§ Work to be completed:
Look through the data for the string "ConfigError". Copy every line where it is found.

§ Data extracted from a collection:

▶

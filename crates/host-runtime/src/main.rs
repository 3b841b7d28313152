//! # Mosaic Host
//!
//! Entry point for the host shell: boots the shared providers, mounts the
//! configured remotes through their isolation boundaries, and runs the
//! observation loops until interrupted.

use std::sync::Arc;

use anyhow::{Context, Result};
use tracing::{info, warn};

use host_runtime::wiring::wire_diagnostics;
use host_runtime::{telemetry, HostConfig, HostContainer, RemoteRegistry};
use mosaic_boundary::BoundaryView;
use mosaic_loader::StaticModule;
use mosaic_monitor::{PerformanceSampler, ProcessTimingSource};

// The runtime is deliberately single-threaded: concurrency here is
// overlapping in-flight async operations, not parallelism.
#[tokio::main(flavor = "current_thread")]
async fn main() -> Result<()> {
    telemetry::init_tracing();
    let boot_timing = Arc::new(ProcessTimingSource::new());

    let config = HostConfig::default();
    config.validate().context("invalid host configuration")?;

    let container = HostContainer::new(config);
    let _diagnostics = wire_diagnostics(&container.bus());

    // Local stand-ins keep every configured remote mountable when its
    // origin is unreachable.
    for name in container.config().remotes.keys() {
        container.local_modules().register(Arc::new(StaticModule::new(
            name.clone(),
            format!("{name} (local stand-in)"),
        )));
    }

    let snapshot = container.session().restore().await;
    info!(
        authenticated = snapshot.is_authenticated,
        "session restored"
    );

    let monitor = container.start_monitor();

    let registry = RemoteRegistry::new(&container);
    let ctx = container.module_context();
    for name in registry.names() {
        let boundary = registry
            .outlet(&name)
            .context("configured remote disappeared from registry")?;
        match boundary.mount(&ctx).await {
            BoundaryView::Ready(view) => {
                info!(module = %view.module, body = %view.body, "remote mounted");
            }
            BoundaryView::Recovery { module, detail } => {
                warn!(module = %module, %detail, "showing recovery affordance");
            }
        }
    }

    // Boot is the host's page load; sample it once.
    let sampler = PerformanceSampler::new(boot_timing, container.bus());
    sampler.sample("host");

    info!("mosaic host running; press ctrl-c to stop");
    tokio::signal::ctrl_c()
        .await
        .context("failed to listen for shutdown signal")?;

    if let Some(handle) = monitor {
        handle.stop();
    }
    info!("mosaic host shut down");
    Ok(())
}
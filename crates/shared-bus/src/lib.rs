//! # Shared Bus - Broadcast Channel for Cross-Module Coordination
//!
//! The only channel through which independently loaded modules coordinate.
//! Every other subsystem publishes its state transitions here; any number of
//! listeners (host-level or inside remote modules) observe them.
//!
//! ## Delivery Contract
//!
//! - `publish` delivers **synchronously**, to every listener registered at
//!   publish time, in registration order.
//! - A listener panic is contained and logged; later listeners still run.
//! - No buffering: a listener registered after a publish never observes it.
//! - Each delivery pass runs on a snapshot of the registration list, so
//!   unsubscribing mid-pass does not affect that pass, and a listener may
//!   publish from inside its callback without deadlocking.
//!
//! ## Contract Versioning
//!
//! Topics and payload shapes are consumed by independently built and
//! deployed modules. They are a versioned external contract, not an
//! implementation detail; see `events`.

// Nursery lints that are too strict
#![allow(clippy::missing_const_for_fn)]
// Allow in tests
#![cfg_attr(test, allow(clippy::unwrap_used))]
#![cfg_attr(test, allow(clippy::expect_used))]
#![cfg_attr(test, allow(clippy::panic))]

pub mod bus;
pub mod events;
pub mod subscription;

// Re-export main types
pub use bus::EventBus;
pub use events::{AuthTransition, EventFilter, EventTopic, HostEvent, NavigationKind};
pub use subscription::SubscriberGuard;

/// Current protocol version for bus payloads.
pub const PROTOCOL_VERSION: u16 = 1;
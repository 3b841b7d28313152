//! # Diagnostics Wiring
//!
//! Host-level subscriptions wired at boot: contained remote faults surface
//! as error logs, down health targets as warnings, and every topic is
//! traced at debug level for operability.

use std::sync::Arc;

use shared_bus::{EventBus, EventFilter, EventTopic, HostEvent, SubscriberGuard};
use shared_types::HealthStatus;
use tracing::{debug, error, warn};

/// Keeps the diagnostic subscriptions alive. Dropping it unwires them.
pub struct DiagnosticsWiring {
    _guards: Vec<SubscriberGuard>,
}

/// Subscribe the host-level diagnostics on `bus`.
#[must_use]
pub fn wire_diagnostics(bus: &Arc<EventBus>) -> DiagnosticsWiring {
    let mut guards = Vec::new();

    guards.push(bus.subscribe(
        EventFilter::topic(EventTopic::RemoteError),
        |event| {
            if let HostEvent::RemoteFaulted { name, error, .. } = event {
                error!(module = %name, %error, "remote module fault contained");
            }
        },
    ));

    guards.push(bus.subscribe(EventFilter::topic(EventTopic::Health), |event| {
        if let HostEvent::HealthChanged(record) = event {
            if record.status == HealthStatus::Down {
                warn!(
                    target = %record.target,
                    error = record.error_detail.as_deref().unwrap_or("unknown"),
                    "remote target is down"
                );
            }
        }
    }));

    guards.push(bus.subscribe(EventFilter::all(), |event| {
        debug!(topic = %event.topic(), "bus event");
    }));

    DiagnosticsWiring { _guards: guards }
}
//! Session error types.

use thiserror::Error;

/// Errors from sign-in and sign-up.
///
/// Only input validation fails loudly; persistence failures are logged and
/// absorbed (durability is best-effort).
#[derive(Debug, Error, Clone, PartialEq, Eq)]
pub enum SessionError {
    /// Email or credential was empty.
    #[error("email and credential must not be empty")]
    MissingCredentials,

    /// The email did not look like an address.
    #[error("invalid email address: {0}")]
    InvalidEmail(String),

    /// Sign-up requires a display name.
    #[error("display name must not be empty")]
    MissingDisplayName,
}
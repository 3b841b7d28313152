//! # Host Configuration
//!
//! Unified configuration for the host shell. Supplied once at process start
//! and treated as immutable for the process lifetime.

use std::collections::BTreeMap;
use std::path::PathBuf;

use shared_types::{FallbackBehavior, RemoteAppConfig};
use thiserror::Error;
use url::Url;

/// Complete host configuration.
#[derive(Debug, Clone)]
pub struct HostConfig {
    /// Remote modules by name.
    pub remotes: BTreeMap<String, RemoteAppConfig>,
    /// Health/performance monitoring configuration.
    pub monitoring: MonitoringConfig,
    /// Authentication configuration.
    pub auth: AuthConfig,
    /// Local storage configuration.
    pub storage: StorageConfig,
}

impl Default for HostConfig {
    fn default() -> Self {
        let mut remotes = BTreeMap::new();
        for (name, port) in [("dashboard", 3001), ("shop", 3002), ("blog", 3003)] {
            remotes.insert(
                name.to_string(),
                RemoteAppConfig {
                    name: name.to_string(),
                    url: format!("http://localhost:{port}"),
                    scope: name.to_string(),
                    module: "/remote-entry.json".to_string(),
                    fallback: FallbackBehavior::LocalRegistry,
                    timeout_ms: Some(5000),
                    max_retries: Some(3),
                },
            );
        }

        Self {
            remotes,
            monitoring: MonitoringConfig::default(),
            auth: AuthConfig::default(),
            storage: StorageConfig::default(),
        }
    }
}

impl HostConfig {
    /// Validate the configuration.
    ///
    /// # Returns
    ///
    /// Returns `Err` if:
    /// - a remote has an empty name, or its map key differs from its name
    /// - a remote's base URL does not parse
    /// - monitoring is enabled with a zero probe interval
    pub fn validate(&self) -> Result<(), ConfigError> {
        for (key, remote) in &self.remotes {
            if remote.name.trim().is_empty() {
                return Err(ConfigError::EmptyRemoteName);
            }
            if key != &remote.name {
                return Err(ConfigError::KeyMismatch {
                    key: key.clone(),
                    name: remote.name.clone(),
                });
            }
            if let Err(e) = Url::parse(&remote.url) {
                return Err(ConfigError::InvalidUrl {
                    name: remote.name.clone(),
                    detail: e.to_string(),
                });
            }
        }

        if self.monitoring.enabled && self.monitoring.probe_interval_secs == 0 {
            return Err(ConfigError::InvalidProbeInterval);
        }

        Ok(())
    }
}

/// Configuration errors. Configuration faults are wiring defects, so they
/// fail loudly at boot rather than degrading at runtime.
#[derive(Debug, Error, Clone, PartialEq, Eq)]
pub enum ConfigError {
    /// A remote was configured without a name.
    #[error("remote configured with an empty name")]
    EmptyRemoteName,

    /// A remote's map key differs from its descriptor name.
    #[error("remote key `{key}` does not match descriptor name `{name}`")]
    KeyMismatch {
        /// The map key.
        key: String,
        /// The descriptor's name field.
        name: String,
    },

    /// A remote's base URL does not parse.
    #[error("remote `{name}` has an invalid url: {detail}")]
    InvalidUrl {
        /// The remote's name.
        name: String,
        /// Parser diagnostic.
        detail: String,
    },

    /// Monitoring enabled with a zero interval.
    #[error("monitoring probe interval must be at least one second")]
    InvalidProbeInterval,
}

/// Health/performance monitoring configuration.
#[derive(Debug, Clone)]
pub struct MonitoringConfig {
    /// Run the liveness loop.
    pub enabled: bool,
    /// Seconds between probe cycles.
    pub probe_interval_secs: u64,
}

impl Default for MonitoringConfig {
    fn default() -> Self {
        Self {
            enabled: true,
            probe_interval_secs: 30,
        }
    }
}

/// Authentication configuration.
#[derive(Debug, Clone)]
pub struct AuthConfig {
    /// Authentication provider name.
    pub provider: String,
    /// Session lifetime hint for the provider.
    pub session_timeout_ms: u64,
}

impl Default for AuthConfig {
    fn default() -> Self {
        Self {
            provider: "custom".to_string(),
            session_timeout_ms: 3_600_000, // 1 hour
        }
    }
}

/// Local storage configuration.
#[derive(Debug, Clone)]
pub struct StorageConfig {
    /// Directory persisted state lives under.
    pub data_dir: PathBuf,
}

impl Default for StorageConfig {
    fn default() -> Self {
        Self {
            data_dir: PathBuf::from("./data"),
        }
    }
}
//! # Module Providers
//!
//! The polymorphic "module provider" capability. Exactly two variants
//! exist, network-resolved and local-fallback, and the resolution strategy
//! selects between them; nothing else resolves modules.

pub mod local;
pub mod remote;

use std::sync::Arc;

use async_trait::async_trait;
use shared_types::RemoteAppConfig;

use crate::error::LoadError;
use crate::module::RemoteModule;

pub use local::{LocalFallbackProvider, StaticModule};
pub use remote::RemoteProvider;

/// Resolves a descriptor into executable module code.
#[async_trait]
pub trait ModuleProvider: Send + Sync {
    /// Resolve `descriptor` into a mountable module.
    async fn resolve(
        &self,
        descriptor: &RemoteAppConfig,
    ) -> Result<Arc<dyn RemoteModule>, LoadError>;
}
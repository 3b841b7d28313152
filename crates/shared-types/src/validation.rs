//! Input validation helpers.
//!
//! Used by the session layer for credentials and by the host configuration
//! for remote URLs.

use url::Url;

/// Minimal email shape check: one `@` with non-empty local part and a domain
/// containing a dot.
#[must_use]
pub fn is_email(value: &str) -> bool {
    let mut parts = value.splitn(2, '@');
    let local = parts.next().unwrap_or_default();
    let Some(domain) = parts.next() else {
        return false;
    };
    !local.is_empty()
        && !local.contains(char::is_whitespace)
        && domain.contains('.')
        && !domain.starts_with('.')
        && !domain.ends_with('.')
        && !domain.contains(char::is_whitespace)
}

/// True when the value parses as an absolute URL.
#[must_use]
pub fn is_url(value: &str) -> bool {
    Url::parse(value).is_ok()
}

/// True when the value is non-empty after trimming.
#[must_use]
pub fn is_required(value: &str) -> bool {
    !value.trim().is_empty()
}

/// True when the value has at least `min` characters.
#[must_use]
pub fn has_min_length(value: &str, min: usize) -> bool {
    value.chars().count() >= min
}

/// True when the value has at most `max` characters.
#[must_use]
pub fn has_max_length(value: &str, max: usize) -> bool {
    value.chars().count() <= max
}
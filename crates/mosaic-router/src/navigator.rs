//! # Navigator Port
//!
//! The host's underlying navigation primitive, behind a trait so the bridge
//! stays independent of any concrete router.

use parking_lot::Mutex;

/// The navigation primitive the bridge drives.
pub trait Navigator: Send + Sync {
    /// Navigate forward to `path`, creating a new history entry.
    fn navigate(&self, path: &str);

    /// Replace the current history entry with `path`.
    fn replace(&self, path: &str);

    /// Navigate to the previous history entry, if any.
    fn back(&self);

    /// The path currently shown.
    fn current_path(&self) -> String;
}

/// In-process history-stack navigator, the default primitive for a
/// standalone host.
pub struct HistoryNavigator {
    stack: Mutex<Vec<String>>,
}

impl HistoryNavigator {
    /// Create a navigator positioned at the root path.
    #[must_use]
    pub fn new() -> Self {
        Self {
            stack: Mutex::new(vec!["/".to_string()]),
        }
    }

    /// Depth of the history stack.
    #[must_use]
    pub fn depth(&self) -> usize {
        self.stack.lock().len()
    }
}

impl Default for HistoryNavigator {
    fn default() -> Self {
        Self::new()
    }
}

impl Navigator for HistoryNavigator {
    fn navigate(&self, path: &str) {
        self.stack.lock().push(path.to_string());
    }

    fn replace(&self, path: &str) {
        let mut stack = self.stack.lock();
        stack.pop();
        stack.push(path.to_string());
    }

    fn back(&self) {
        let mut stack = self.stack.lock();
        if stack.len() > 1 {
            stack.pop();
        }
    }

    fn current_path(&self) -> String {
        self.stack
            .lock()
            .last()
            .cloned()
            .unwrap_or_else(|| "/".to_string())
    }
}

◀

§ Output for this task:
    pub fn validate(&self) -> Result<(), ConfigError> {
                return Err(ConfigError::EmptyRemoteName);
                return Err(ConfigError::KeyMismatch {
                return Err(ConfigError::InvalidUrl {
            return Err(ConfigError::InvalidProbeInterval);
pub enum ConfigError {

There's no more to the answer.